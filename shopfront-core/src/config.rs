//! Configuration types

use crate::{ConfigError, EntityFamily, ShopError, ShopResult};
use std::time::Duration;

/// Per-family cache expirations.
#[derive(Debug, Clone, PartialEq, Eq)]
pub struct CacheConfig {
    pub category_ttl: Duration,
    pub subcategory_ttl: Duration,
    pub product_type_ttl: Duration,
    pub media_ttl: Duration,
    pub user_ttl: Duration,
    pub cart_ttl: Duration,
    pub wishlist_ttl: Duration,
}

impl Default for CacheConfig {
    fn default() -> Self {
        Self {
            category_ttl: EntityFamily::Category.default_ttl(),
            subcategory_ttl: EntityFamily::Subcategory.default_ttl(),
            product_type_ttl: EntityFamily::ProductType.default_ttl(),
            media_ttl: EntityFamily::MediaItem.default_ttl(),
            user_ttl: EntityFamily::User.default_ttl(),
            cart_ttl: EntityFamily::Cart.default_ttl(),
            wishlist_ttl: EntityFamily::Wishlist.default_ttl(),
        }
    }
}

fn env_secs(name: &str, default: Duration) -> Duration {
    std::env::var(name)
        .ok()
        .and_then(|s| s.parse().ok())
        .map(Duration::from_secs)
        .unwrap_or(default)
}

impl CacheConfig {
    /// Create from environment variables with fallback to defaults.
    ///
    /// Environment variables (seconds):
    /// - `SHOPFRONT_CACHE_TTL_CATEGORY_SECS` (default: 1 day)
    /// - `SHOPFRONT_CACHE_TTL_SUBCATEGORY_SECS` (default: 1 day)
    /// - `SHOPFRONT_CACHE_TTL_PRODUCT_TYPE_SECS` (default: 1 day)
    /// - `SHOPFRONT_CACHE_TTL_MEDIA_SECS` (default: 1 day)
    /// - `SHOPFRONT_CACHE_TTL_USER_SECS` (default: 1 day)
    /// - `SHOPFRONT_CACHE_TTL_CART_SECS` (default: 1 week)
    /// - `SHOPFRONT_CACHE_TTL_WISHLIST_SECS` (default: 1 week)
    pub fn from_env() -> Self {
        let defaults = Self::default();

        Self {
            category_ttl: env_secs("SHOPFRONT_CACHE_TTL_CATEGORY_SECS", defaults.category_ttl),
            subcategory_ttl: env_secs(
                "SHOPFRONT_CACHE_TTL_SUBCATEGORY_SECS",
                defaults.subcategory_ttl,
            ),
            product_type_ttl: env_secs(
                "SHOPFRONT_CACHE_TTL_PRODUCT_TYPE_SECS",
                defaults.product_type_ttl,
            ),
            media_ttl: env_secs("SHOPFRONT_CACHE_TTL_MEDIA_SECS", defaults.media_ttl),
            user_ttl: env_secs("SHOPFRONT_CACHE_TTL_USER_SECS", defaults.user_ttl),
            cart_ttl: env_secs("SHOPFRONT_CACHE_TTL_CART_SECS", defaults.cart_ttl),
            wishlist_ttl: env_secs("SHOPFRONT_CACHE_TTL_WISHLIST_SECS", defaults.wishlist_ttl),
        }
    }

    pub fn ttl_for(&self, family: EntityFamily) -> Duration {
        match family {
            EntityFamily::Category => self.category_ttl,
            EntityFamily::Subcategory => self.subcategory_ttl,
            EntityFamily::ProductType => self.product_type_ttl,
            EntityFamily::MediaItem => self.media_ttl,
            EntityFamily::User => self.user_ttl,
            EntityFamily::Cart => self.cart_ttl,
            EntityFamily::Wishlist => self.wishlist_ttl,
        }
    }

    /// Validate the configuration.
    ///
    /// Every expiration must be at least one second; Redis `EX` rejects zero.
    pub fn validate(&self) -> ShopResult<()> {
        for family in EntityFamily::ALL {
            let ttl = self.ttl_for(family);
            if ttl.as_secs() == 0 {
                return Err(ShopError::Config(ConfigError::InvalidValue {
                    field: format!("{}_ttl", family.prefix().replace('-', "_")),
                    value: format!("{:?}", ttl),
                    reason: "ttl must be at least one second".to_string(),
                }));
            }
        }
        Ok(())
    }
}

» **Task objective**: Look for the string "Duration" in the records, and copy every line where it is found.

» **Task answer**:
use std::time::Duration;
    pub category_ttl: Duration,
    pub subcategory_ttl: Duration,
    pub product_type_ttl: Duration,
    pub media_ttl: Duration,
    pub user_ttl: Duration,
    pub cart_ttl: Duration,
    pub wishlist_ttl: Duration,
fn env_secs(name: &str, default: Duration) -> Duration {
        .map(Duration::from_secs)
    pub fn ttl_for(&self, family: EntityFamily) -> Duration {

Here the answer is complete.